At the company I'm working for we use database snapshots in our ETL process to ensure the data is in a consistent state. The snapshot files are placed on a separate disk (in our case the X:).

One of the source databases is a 3TB database with data updated frequently. When creating a database snapshot of this database we've encountered moments when the snapshot files increased and we've got the error:

"Operating system error 112(There is not enough space on the disk.) encountered."

That error was always in the index maintenance windows, or when a bulk process ran in the source database. Since then we've increased the available disk space on the X:\ drive and changed the schedule of index maintenance/dbcc checkdb jobs. As expected, the errors didn't occur anymore.

Problem

From time to time we need an initial load of some large tables (600.000.000 rows / 300GB per table). This week we've encountered a different error in the load of these large tables:

The operating system returned error 665(The requested operation could not be completed due to a file system limitation) to SQL Server during a write at offset 0x000056fb976000 in file 'X:\Data\DatabaseName_snapshot.ss'.

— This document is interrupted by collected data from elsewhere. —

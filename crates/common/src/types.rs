use serde::{Deserialize, Serialize, Serializer};
use std::fmt;
use std::str::FromStr;
use strum_macros::{Display, EnumIter, EnumString};
use uuid::Uuid;

#[cfg(feature = "openapi")]
use utoipa::ToSchema;

use crate::error::{ExposureError, Result};

/// Unique identifier for an assessment session
#[derive(Debug, Clone, Copy, PartialEq, Eq, Hash, Serialize, Deserialize)]
#[cfg_attr(feature = "openapi", derive(ToSchema))]
pub struct SessionId(pub Uuid);

impl SessionId {
    pub fn new() -> Self {
        Self(Uuid::new_v4())
    }
}

impl Default for SessionId {
    fn default() -> Self {
        Self::new()
    }
}

impl fmt::Display for SessionId {
    fn fmt(&self, f: &mut fmt::Formatter<'_>) -> fmt::Result {
        write!(f, "{}", self.0)
    }
}

impl FromStr for SessionId {
    type Err = ExposureError;

    fn from_str(s: &str) -> Result<Self> {
        Uuid::parse_str(s)
            .map(Self)
            .map_err(|_| ExposureError::SessionNotFound(s.to_string()))
    }
}

/// How independently the agent acts
#[derive(
    Debug, Clone, Copy, PartialEq, Eq, Hash, Serialize, Deserialize, EnumIter, EnumString, Display,
)]
#[cfg_attr(feature = "openapi", derive(ToSchema))]
#[strum(ascii_case_insensitive)]
pub enum AutonomyLevel {
    #[strum(
        to_string = "Human-in-the-loop",
        serialize = "HumanInTheLoop",
        serialize = "hitl",
        serialize = "human"
    )]
    HumanInTheLoop,
    #[strum(
        to_string = "Semi-autonomous",
        serialize = "SemiAutonomous",
        serialize = "semi"
    )]
    SemiAutonomous,
    #[strum(
        to_string = "Fully autonomous",
        serialize = "FullyAutonomous",
        serialize = "fully-autonomous",
        serialize = "full"
    )]
    FullyAutonomous,
}

/// Nature of the data the agent processes
#[derive(
    Debug, Clone, Copy, PartialEq, Eq, Hash, Serialize, Deserialize, EnumIter, EnumString, Display,
)]
#[cfg_attr(feature = "openapi", derive(ToSchema))]
#[strum(ascii_case_insensitive)]
pub enum DataSensitivity {
    #[strum(to_string = "Low (non-sensitive)", serialize = "Low")]
    Low,
    #[strum(to_string = "Moderate (internal business data)", serialize = "Moderate")]
    Moderate,
    #[strum(to_string = "High (regulated / confidential)", serialize = "High")]
    High,
}

/// How far agent outputs reach into business actions
#[derive(
    Debug, Clone, Copy, PartialEq, Eq, Hash, Serialize, Deserialize, EnumIter, EnumString, Display,
)]
#[cfg_attr(feature = "openapi", derive(ToSchema))]
#[strum(ascii_case_insensitive)]
pub enum DecisionImpact {
    #[strum(
        to_string = "Advisory only",
        serialize = "AdvisoryOnly",
        serialize = "advisory"
    )]
    AdvisoryOnly,
    #[strum(
        to_string = "Operational influence",
        serialize = "OperationalInfluence",
        serialize = "operational"
    )]
    OperationalInfluence,
    #[strum(
        to_string = "Automated execution",
        serialize = "AutomatedExecution",
        serialize = "automated"
    )]
    AutomatedExecution,
}

/// Three-level risk category derived from the composite score
#[derive(
    Debug, Clone, Copy, PartialEq, Eq, Hash, PartialOrd, Ord, Serialize, Deserialize, EnumIter, Display,
)]
#[cfg_attr(feature = "openapi", derive(ToSchema))]
pub enum ExposureTier {
    Low,
    Moderate,
    High,
}

/// One question of the questionnaire, in presentation order
#[derive(Debug, Clone, Copy, PartialEq, Eq, Hash, Serialize, Deserialize, EnumIter, Display)]
#[cfg_attr(feature = "openapi", derive(ToSchema))]
#[serde(rename_all = "camelCase")]
#[strum(serialize_all = "camelCase")]
pub enum Step {
    Autonomy,
    ToolAccess,
    PublicInput,
    DataSensitivity,
    DecisionImpact,
}

impl Step {
    pub const FIRST: Step = Step::Autonomy;
    pub const ALL: [Step; 5] = [
        Step::Autonomy,
        Step::ToolAccess,
        Step::PublicInput,
        Step::DataSensitivity,
        Step::DecisionImpact,
    ];

    /// 1-based position of the step
    pub fn number(self) -> u8 {
        match self {
            Step::Autonomy => 1,
            Step::ToolAccess => 2,
            Step::PublicInput => 3,
            Step::DataSensitivity => 4,
            Step::DecisionImpact => 5,
        }
    }

    pub fn from_number(number: u8) -> Result<Self> {
        Self::ALL
            .get(usize::from(number).wrapping_sub(1))
            .copied()
            .ok_or_else(|| {
                ExposureError::validation(format!("step must be between 1 and 5, got {}", number))
            })
    }

    /// Where `advance` lands from this step
    pub fn next(self) -> StepPosition {
        match self {
            Step::Autonomy => StepPosition::Question(Step::ToolAccess),
            Step::ToolAccess => StepPosition::Question(Step::PublicInput),
            Step::PublicInput => StepPosition::Question(Step::DataSensitivity),
            Step::DataSensitivity => StepPosition::Question(Step::DecisionImpact),
            Step::DecisionImpact => StepPosition::Results,
        }
    }

    pub fn previous(self) -> Option<Step> {
        match self {
            Step::Autonomy => None,
            Step::ToolAccess => Some(Step::Autonomy),
            Step::PublicInput => Some(Step::ToolAccess),
            Step::DataSensitivity => Some(Step::PublicInput),
            Step::DecisionImpact => Some(Step::DataSensitivity),
        }
    }

    /// Whether the step takes a yes/no answer
    pub fn is_flag(self) -> bool {
        matches!(self, Step::ToolAccess | Step::PublicInput)
    }
}

/// Position of a session in the linear questionnaire chain
#[derive(Debug, Clone, Copy, PartialEq, Eq, Hash)]
pub enum StepPosition {
    Question(Step),
    Results,
}

impl StepPosition {
    pub fn step(self) -> Option<Step> {
        match self {
            StepPosition::Question(step) => Some(step),
            StepPosition::Results => None,
        }
    }

    pub fn is_results(self) -> bool {
        matches!(self, StepPosition::Results)
    }
}

impl Default for StepPosition {
    fn default() -> Self {
        StepPosition::Question(Step::FIRST)
    }
}

impl fmt::Display for StepPosition {
    fn fmt(&self, f: &mut fmt::Formatter<'_>) -> fmt::Result {
        match self {
            StepPosition::Question(step) => write!(f, "step {} ({})", step.number(), step),
            StepPosition::Results => write!(f, "results"),
        }
    }
}

/// Serialized as the step number, or `"results"`
impl Serialize for StepPosition {
    fn serialize<S: Serializer>(&self, serializer: S) -> std::result::Result<S::Ok, S::Error> {
        match self {
            StepPosition::Question(step) => serializer.serialize_u8(step.number()),
            StepPosition::Results => serializer.serialize_str("results"),
        }
    }
}

/// A typed answer to one step
#[derive(Debug, Clone, Copy, PartialEq, Eq)]
pub enum Answer {
    Autonomy(AutonomyLevel),
    ToolAccess(bool),
    PublicInput(bool),
    DataSensitivity(DataSensitivity),
    DecisionImpact(DecisionImpact),
}

impl Answer {
    pub fn step(&self) -> Step {
        match self {
            Answer::Autonomy(_) => Step::Autonomy,
            Answer::ToolAccess(_) => Step::ToolAccess,
            Answer::PublicInput(_) => Step::PublicInput,
            Answer::DataSensitivity(_) => Step::DataSensitivity,
            Answer::DecisionImpact(_) => Step::DecisionImpact,
        }
    }

    /// Parse raw text into an answer for `step`.
    ///
    /// Enum steps accept the option label, the variant name or a short alias;
    /// flag steps accept yes/no style words. Matching ignores ASCII case.
    pub fn parse(step: Step, raw: &str) -> Result<Self> {
        let raw = raw.trim();
        let invalid = || {
            ExposureError::validation(format!("'{}' is not a valid answer for {}", raw, step))
        };

        match step {
            Step::Autonomy => AutonomyLevel::from_str(raw)
                .map(Answer::Autonomy)
                .map_err(|_| invalid()),
            Step::ToolAccess => parse_flag(raw).map(Answer::ToolAccess).ok_or_else(invalid),
            Step::PublicInput => parse_flag(raw).map(Answer::PublicInput).ok_or_else(invalid),
            Step::DataSensitivity => DataSensitivity::from_str(raw)
                .map(Answer::DataSensitivity)
                .map_err(|_| invalid()),
            Step::DecisionImpact => DecisionImpact::from_str(raw)
                .map(Answer::DecisionImpact)
                .map_err(|_| invalid()),
        }
    }

    /// Decode a JSON answer for `step`: a boolean for flag steps, a string otherwise.
    pub fn from_json(step: Step, value: &serde_json::Value) -> Result<Self> {
        match (value, step.is_flag()) {
            (serde_json::Value::Bool(flag), true) => Ok(match step {
                Step::ToolAccess => Answer::ToolAccess(*flag),
                _ => Answer::PublicInput(*flag),
            }),
            (serde_json::Value::String(raw), _) => Self::parse(step, raw),
            (other, _) => Err(ExposureError::validation(format!(
                "{} is not a valid answer for {}",
                other, step
            ))),
        }
    }
}

impl fmt::Display for Answer {
    fn fmt(&self, f: &mut fmt::Formatter<'_>) -> fmt::Result {
        match self {
            Answer::Autonomy(level) => write!(f, "{}", level),
            Answer::ToolAccess(flag) | Answer::PublicInput(flag) => {
                write!(f, "{}", if *flag { "Yes" } else { "No" })
            }
            Answer::DataSensitivity(level) => write!(f, "{}", level),
            Answer::DecisionImpact(level) => write!(f, "{}", level),
        }
    }
}

fn parse_flag(raw: &str) -> Option<bool> {
    match raw.to_ascii_lowercase().as_str() {
        "y" | "yes" | "true" => Some(true),
        "n" | "no" | "false" => Some(false),
        _ => None,
    }
}

/// Answer set built step by step; any field may still be unset
#[derive(Debug, Clone, Default, PartialEq, Eq, Serialize, Deserialize)]
#[cfg_attr(feature = "openapi", derive(ToSchema))]
#[serde(rename_all = "camelCase")]
pub struct AgentProfile {
    #[serde(default)]
    pub autonomy: Option<AutonomyLevel>,
    #[serde(default)]
    pub tool_access: Option<bool>,
    #[serde(default)]
    pub public_input: Option<bool>,
    #[serde(default)]
    pub data_sensitivity: Option<DataSensitivity>,
    #[serde(default)]
    pub decision_impact: Option<DecisionImpact>,
}

impl AgentProfile {
    pub fn new() -> Self {
        Self::default()
    }

    pub fn get(&self, step: Step) -> Option<Answer> {
        match step {
            Step::Autonomy => self.autonomy.map(Answer::Autonomy),
            Step::ToolAccess => self.tool_access.map(Answer::ToolAccess),
            Step::PublicInput => self.public_input.map(Answer::PublicInput),
            Step::DataSensitivity => self.data_sensitivity.map(Answer::DataSensitivity),
            Step::DecisionImpact => self.decision_impact.map(Answer::DecisionImpact),
        }
    }

    /// Decode a profile object field by field with [`Answer::from_json`].
    ///
    /// Accepts the same labels and aliases as a single answer. Absent or
    /// `null` fields stay unset; unknown keys are ignored.
    pub fn from_json(value: &serde_json::Value) -> Result<Self> {
        let fields = value.as_object().ok_or_else(|| {
            ExposureError::validation(format!("profile must be a JSON object, got {}", value))
        })?;

        let mut profile = Self::new();
        for step in Step::ALL {
            match fields.get(&step.to_string()) {
                None | Some(serde_json::Value::Null) => {}
                Some(raw) => profile.set(Answer::from_json(step, raw)?),
            }
        }
        Ok(profile)
    }

    pub fn set(&mut self, answer: Answer) {
        match answer {
            Answer::Autonomy(value) => self.autonomy = Some(value),
            Answer::ToolAccess(value) => self.tool_access = Some(value),
            Answer::PublicInput(value) => self.public_input = Some(value),
            Answer::DataSensitivity(value) => self.data_sensitivity = Some(value),
            Answer::DecisionImpact(value) => self.decision_impact = Some(value),
        }
    }

    pub fn is_answered(&self, step: Step) -> bool {
        self.get(step).is_some()
    }

    /// Unanswered steps, in questionnaire order
    pub fn missing(&self) -> Vec<Step> {
        Step::ALL
            .into_iter()
            .filter(|step| !self.is_answered(*step))
            .collect()
    }

    pub fn is_complete(&self) -> bool {
        Step::ALL.iter().all(|step| self.is_answered(*step))
    }
}

/// Answer set with every field present; the only input the risk model accepts
#[derive(Debug, Clone, Copy, PartialEq, Eq, Hash, Serialize, Deserialize)]
#[cfg_attr(feature = "openapi", derive(ToSchema))]
#[serde(rename_all = "camelCase")]
pub struct CompleteProfile {
    pub autonomy: AutonomyLevel,
    pub tool_access: bool,
    pub public_input: bool,
    pub data_sensitivity: DataSensitivity,
    pub decision_impact: DecisionImpact,
}

impl TryFrom<&AgentProfile> for CompleteProfile {
    type Error = ExposureError;

    fn try_from(profile: &AgentProfile) -> Result<Self> {
        match (
            profile.autonomy,
            profile.tool_access,
            profile.public_input,
            profile.data_sensitivity,
            profile.decision_impact,
        ) {
            (
                Some(autonomy),
                Some(tool_access),
                Some(public_input),
                Some(data_sensitivity),
                Some(decision_impact),
            ) => Ok(Self {
                autonomy,
                tool_access,
                public_input,
                data_sensitivity,
                decision_impact,
            }),
            _ => Err(ExposureError::IncompleteProfile {
                missing: profile.missing(),
            }),
        }
    }
}

impl TryFrom<AgentProfile> for CompleteProfile {
    type Error = ExposureError;

    fn try_from(profile: AgentProfile) -> Result<Self> {
        Self::try_from(&profile)
    }
}

impl From<CompleteProfile> for AgentProfile {
    fn from(profile: CompleteProfile) -> Self {
        Self {
            autonomy: Some(profile.autonomy),
            tool_access: Some(profile.tool_access),
            public_input: Some(profile.public_input),
            data_sensitivity: Some(profile.data_sensitivity),
            decision_impact: Some(profile.decision_impact),
        }
    }
}

/// Score, tier and recommended controls for one complete profile
#[derive(Debug, Clone, PartialEq, Eq, Serialize, Deserialize)]
#[cfg_attr(feature = "openapi", derive(ToSchema))]
#[serde(rename_all = "camelCase")]
pub struct AssessmentResult {
    pub score: u8,
    pub exposure_tier: ExposureTier,
    pub controls: Vec<String>,
}
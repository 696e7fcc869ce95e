use agent_exposure_common::ExposureError;
use serde::de::DeserializeOwned;

pub mod assess;
pub mod health;
pub mod questions;
pub mod sessions;

/// Decode a request body, reporting syntax and shape errors as validation failures
pub(crate) fn parse_body<T: DeserializeOwned>(body: &[u8], what: &str) -> Result<T, ExposureError> {
    serde_json::from_slice(body).map_err(|e| {
        ExposureError::validation(format!(
            "Invalid {} at line {}, column {}: {}",
            what,
            e.line(),
            e.column(),
            e
        ))
    })
}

Additional messages in the SQL Server error log and system event log may provide more detail.

This error occurs only 18 - 25 hours after the snapshot is created.

Things already tried

  1. Disabled all index maintenance/dbcc checkdb jobs and other processes changing a lot of data (except user input).
  2. Monitored the available space on the snapshot disk (X:\ 400GB). About 80% of the available space is free when the error occurs.
  3. Looked for simmilar questions on stackexchange. Found DB snapshot goes into SUSPECT mode (SQL 2014 on WIN2K8R2) which was not answered.
  4. Looking into article https://blogs.msdn.microsoft.com/psssql/2015/06/10/operating-system-error-665-file-system-limitation-not-just-for-dbcc-anymore/ right now.

Does anyone have more ideas to tackle this problem?

We are using SQL Server 2014 SP2 CU1, enterprise edition and Windows Server 2012.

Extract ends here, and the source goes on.